* DIRECTIONS FOR THIS TASK
If a line of the records holds the word "match", copy it out.
* * * * *
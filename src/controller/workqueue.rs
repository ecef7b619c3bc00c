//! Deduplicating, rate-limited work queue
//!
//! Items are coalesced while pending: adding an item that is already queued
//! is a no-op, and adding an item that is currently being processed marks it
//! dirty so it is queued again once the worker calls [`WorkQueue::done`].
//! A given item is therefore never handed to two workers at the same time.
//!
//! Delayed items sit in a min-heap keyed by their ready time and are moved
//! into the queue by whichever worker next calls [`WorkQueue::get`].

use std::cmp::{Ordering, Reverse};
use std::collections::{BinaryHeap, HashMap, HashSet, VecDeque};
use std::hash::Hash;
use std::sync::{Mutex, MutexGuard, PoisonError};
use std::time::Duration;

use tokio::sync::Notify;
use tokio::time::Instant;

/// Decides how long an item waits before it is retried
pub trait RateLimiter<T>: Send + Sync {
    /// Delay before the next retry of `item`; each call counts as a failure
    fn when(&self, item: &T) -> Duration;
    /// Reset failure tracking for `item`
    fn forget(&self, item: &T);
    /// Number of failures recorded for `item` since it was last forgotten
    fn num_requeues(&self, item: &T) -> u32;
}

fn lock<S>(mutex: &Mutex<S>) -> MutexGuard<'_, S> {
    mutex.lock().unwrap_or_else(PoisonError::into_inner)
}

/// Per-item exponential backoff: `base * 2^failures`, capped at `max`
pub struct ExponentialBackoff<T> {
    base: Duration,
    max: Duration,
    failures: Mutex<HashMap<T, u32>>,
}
* * * * *
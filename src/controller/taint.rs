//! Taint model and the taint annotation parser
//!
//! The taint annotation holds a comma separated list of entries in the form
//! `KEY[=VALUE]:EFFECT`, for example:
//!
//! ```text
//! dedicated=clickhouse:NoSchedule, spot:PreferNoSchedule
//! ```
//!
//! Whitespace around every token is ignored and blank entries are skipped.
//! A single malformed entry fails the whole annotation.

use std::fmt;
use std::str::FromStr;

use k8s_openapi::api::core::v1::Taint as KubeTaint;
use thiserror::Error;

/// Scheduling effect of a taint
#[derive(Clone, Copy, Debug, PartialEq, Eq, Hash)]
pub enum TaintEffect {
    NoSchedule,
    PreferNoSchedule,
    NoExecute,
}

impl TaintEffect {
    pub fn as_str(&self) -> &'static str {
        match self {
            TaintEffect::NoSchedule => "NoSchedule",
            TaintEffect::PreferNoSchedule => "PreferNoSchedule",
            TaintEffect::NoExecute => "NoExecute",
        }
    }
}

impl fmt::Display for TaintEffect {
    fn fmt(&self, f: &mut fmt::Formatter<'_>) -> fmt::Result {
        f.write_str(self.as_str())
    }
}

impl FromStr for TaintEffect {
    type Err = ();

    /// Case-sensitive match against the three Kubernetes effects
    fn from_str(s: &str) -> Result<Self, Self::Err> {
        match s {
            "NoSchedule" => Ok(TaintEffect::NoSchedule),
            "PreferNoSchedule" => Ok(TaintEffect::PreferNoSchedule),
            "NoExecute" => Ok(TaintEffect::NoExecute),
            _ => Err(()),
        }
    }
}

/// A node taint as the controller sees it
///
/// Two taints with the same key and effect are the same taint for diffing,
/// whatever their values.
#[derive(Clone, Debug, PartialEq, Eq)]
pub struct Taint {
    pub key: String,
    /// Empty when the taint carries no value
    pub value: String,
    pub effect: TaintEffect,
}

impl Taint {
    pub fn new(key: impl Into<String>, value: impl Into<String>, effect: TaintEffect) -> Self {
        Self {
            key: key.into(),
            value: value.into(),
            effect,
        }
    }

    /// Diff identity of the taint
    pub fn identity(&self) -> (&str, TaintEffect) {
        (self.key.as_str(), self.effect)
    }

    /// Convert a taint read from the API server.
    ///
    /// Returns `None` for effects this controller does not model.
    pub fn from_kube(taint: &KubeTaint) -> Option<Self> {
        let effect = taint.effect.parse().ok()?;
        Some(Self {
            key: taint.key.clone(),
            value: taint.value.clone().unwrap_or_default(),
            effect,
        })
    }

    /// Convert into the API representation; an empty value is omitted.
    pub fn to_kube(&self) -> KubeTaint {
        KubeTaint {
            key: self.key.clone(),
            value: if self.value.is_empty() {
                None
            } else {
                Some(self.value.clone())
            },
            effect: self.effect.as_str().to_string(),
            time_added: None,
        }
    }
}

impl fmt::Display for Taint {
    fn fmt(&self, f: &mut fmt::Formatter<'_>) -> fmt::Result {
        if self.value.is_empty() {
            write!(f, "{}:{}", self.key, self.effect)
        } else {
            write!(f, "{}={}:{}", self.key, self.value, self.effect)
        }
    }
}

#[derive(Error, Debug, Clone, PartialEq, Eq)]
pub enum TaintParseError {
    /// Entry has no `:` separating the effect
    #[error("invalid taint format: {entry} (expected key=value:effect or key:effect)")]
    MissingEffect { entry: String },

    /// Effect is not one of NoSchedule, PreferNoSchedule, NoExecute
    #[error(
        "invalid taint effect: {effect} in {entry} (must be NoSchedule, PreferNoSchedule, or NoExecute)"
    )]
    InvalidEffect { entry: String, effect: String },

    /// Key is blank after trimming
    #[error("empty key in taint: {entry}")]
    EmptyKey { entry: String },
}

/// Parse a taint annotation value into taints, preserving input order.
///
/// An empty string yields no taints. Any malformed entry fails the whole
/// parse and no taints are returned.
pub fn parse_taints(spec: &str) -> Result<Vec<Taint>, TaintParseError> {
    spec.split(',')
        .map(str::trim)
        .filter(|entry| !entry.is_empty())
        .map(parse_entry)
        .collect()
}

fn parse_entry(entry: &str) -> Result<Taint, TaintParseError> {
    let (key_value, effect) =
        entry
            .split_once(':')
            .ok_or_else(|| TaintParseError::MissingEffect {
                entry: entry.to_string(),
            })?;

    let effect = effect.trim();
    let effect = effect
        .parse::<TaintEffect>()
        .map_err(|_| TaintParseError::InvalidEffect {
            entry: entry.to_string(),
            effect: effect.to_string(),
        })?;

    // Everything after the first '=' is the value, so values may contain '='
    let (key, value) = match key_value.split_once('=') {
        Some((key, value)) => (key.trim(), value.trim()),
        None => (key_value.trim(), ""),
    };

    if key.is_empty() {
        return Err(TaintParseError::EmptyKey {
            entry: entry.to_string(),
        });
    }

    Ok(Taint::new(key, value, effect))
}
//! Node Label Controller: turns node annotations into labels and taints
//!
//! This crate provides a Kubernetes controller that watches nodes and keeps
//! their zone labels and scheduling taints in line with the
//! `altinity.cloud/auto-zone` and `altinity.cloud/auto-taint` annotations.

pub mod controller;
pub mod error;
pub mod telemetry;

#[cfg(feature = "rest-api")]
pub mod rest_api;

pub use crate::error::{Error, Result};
* * * * *
* SOLUTION TO THE PROBLEM
        match self {
    /// Case-sensitive match against the three Kubernetes effects
        match s {
    let (key, value) = match key_value.split_once('=') {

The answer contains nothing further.